- TASK TO CARRY OUT: One number is the whole answer: how many lines of the records include "async".

Extracted data entries:
══════════════════════════════
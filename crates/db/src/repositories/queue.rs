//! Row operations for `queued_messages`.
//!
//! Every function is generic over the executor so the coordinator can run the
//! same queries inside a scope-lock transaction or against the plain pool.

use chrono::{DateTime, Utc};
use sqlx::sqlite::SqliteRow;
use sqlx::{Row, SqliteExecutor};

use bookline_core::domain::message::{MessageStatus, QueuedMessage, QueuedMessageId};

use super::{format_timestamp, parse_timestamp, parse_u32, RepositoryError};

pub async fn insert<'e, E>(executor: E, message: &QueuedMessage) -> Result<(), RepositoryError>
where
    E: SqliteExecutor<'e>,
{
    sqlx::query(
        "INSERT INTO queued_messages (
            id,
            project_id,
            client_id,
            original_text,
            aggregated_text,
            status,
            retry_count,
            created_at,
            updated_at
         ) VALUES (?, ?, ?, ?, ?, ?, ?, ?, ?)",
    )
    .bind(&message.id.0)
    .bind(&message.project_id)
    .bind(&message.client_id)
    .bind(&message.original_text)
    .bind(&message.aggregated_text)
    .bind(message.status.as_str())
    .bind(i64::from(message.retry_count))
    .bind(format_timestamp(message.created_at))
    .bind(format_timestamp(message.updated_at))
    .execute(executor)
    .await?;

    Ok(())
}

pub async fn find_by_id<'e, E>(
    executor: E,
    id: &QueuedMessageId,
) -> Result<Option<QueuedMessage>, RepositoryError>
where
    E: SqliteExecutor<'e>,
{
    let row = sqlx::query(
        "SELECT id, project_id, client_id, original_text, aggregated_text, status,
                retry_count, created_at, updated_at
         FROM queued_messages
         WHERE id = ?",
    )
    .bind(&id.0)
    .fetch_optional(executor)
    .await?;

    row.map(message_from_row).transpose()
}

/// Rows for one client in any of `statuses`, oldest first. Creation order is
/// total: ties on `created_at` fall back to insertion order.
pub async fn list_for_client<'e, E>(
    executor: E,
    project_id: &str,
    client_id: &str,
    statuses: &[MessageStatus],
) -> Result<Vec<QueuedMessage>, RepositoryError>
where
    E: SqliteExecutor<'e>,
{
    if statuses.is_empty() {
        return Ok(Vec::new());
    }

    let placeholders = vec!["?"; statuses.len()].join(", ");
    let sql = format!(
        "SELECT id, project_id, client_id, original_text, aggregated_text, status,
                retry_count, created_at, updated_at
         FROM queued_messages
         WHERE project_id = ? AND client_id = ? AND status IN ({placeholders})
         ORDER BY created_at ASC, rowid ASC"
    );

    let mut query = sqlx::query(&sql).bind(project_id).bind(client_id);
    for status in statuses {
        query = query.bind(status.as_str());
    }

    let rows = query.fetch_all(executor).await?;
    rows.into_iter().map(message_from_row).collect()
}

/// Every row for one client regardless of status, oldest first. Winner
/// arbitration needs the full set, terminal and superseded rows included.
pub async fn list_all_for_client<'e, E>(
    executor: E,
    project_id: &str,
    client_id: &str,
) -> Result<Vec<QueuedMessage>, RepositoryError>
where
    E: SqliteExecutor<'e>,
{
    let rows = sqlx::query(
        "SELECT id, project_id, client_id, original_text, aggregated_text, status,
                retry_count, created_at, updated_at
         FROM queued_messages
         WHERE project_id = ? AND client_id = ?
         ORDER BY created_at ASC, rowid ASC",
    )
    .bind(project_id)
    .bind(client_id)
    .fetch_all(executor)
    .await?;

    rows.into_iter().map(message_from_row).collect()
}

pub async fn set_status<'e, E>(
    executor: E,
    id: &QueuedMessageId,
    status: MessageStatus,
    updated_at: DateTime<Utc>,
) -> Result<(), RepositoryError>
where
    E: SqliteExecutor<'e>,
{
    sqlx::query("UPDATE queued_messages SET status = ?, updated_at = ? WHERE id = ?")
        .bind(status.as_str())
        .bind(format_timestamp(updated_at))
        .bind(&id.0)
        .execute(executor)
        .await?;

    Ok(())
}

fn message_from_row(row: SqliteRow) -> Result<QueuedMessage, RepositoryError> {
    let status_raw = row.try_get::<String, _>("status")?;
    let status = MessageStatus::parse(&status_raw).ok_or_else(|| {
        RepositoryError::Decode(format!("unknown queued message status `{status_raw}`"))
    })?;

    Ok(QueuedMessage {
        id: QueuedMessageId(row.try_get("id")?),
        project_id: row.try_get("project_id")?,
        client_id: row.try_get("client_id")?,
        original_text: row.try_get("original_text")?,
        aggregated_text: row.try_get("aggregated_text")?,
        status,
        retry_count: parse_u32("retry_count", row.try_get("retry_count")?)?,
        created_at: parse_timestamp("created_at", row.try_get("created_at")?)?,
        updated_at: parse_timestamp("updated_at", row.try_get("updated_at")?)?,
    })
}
══════════════════════════════
- RESULT OF THIS TASK: 5